*YOUR GOAL*. Retype every line below precisely as it appears.

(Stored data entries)
---------------

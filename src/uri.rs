//! AT-URI parsing
//!
//! Two textual forms are accepted:
//!
//! - full: `at://repo/collection/rkey` (the `at://` prefix is optional)
//! - shorthand: `collection/rkey`, which takes its repo from the
//!   authenticated session or an explicit `--repo`
//!
//! Parsing is structural only. Case and percent-encoding are left untouched.

use std::fmt;

use crate::error::{PdsxError, Result};

const AT_PREFIX: &str = "at://";

/// Parsed components of an AT-URI
#[derive(Debug, Clone, PartialEq, Eq)]
pub struct AtUri {
    pub repo: String,
    pub collection: String,
    pub rkey: String,
}

impl AtUri {
    /// Parse a full or shorthand AT-URI.
    ///
    /// `authenticated_repo` is only consulted for the shorthand form; without
    /// it a shorthand URI fails with [`PdsxError::AuthRequired`].
    pub fn parse(uri: &str, authenticated_repo: Option<&str>) -> Result<Self> {
        let path = uri.strip_prefix(AT_PREFIX).unwrap_or(uri);
        let parts: Vec<&str> = path.split('/').collect();

        match parts.as_slice() {
            [collection, rkey] => {
                let repo = authenticated_repo.ok_or(PdsxError::AuthRequired)?;
                Ok(Self {
                    repo: repo.to_string(),
                    collection: collection.to_string(),
                    rkey: rkey.to_string(),
                })
            }
            [repo, collection, rkey] => Ok(Self {
                repo: repo.to_string(),
                collection: collection.to_string(),
                rkey: rkey.to_string(),
            }),
            _ => Err(PdsxError::InvalidUri(uri.to_string())),
        }
    }
}

impl fmt::Display for AtUri {
    fn fmt(&self, f: &mut fmt::Formatter<'_>) -> fmt::Result {
        write!(f, "{AT_PREFIX}{}/{}/{}", self.repo, self.collection, self.rkey)
    }
}

/// Last path segment of a URI or label, used as a compact display key
pub fn rkey_of(uri: &str) -> &str {
    uri.rsplit('/').next().unwrap_or(uri)
}

#[cfg(test)]
mod tests {
    use super::*;

    #[test]
    fn test_shorthand_uses_authenticated_repo() {
        let parts = AtUri::parse("collection/rkey", Some("did:plc:X")).unwrap();
        assert_eq!(
            parts,
            AtUri {
                repo: "did:plc:X".into(),
                collection: "collection".into(),
                rkey: "rkey".into(),
            }
        );
    }

    #[test]
    fn test_shorthand_without_repo_requires_auth() {
        let err = AtUri::parse("collection/rkey", None).unwrap_err();
        assert!(matches!(err, PdsxError::AuthRequired));
    }

    #[test]
    fn test_full_form_with_and_without_prefix() {
        let with_prefix = AtUri::parse("at://did:plc:X/collection/rkey", None).unwrap();
        let without_prefix = AtUri::parse("did:plc:X/collection/rkey", None).unwrap();
        assert_eq!(with_prefix, without_prefix);
        assert_eq!(with_prefix.repo, "did:plc:X");
        assert_eq!(with_prefix.collection, "collection");
        assert_eq!(with_prefix.rkey, "rkey");
    }

    #[test]
    fn test_full_form_ignores_authenticated_repo() {
        let parts = AtUri::parse("at://did:plc:other/app.bsky.feed.post/abc", Some("did:plc:me"))
            .unwrap();
        assert_eq!(parts.repo, "did:plc:other");
    }

    #[test]
    fn test_wrong_segment_counts_are_invalid() {
        for uri in ["a/b/c/d", "a", "invalid/uri/format/too/many/parts"] {
            match AtUri::parse(uri, Some("did:plc:X")) {
                Err(PdsxError::InvalidUri(s)) => assert_eq!(s, uri),
                other => panic!("expected InvalidUri for {uri}, got {other:?}"),
            }
        }
    }

    #[test]
    fn test_no_normalization() {
        let parts = AtUri::parse("at://Did:PLC:X/App.Post/a%20b", None).unwrap();
        assert_eq!(parts.repo, "Did:PLC:X");
        assert_eq!(parts.collection, "App.Post");
        assert_eq!(parts.rkey, "a%20b");
    }

    #[test]
    fn test_display_round_trips_full_form() {
        let parts = AtUri::parse("app.bsky.feed.post/3k", Some("did:plc:X")).unwrap();
        assert_eq!(parts.to_string(), "at://did:plc:X/app.bsky.feed.post/3k");
    }

    #[test]
    fn test_rkey_of() {
        assert_eq!(rkey_of("at://did:plc:X/app.bsky.feed.post/3k"), "3k");
        assert_eq!(rkey_of("record #2"), "record #2");
    }
}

---------------

*RESPONSE*.
filename src/uri.rs
//! AT-URI parsing
//!
//! Two textual forms are accepted:
//!
//! - full: `at://repo/collection/rkey` (the `at://` prefix is optional)
//! - shorthand: `collection/rkey`, which takes its repo from the
//!   authenticated session or an explicit `--repo`
//!
//! Parsing is structural only. Case and percent-encoding are left untouched.

use std::fmt;

use crate::error::{PdsxError, Result};

const AT_PREFIX: &str = "at://";

/// Parsed components of an AT-URI
#[derive(Debug, Clone, PartialEq, Eq)]
pub struct AtUri {
    pub repo: String,
    pub collection: String,
    pub rkey: String,
}

impl AtUri {
    /// Parse a full or shorthand AT-URI.
    ///
    /// `authenticated_repo` is only consulted for the shorthand form; without
    /// it a shorthand URI fails with [`PdsxError::AuthRequired`].
    pub fn parse(uri: &str, authenticated_repo: Option<&str>) -> Result<Self> {
        let path = uri.strip_prefix(AT_PREFIX).unwrap_or(uri);
        let parts: Vec<&str> = path.split('/').collect();

        match parts.as_slice() {
            [collection, rkey] => {
                let repo = authenticated_repo.ok_or(PdsxError::AuthRequired)?;
                Ok(Self {
                    repo: repo.to_string(),
                    collection: collection.to_string(),
                    rkey: rkey.to_string(),
                })
            }
            [repo, collection, rkey] => Ok(Self {
                repo: repo.to_string(),
                collection: collection.to_string(),
                rkey: rkey.to_string(),
            }),
            _ => Err(PdsxError::InvalidUri(uri.to_string())),
        }
    }
}

impl fmt::Display for AtUri {
    fn fmt(&self, f: &mut fmt::Formatter<'_>) -> fmt::Result {
        write!(f, "{AT_PREFIX}{}/{}/{}", self.repo, self.collection, self.rkey)
    }
}

/// Last path segment of a URI or label, used as a compact display key
pub fn rkey_of(uri: &str) -> &str {
    uri.rsplit('/').next().unwrap_or(uri)
}

#[cfg(test)]
mod tests {
    use super::*;

    #[test]
    fn test_shorthand_uses_authenticated_repo() {
        let parts = AtUri::parse("collection/rkey", Some("did:plc:X")).unwrap();
        assert_eq!(
            parts,
            AtUri {
                repo: "did:plc:X".into(),
                collection: "collection".into(),
                rkey: "rkey".into(),
            }
        );
    }

    #[test]
    fn test_shorthand_without_repo_requires_auth() {
        let err = AtUri::parse("collection/rkey", None).unwrap_err();
        assert!(matches!(err, PdsxError::AuthRequired));
    }

    #[test]
    fn test_full_form_with_and_without_prefix() {
        let with_prefix = AtUri::parse("at://did:plc:X/collection/rkey", None).unwrap();
        let without_prefix = AtUri::parse("did:plc:X/collection/rkey", None).unwrap();
        assert_eq!(with_prefix, without_prefix);
        assert_eq!(with_prefix.repo, "did:plc:X");
        assert_eq!(with_prefix.collection, "collection");
        assert_eq!(with_prefix.rkey, "rkey");
    }

    #[test]
    fn test_full_form_ignores_authenticated_repo() {
        let parts = AtUri::parse("at://did:plc:other/app.bsky.feed.post/abc", Some("did:plc:me"))
            .unwrap();
        assert_eq!(parts.repo, "did:plc:other");
    }

    #[test]
    fn test_wrong_segment_counts_are_invalid() {
        for uri in ["a/b/c/d", "a", "invalid/uri/format/too/many/parts"] {
            match AtUri::parse(uri, Some("did:plc:X")) {
                Err(PdsxError::InvalidUri(s)) => assert_eq!(s, uri),
                other => panic!("expected InvalidUri for {uri}, got {other:?}"),
            }
        }
    }

    #[test]
    fn test_no_normalization() {
        let parts = AtUri::parse("at://Did:PLC:X/App.Post/a%20b", None).unwrap();
        assert_eq!(parts.repo, "Did:PLC:X");
        assert_eq!(parts.collection, "App.Post");
        assert_eq!(parts.rkey, "a%20b");
    }

    #[test]
    fn test_display_round_trips_full_form() {
        let parts = AtUri::parse("app.bsky.feed.post/3k", Some("did:plc:X")).unwrap();
        assert_eq!(parts.to_string(), "at://did:plc:X/app.bsky.feed.post/3k");
    }

    #[test]
    fn test_rkey_of() {
        assert_eq!(rkey_of("at://did:plc:X/app.bsky.feed.post/3k"), "3k");
        assert_eq!(rkey_of("record #2"), "record #2");
    }
}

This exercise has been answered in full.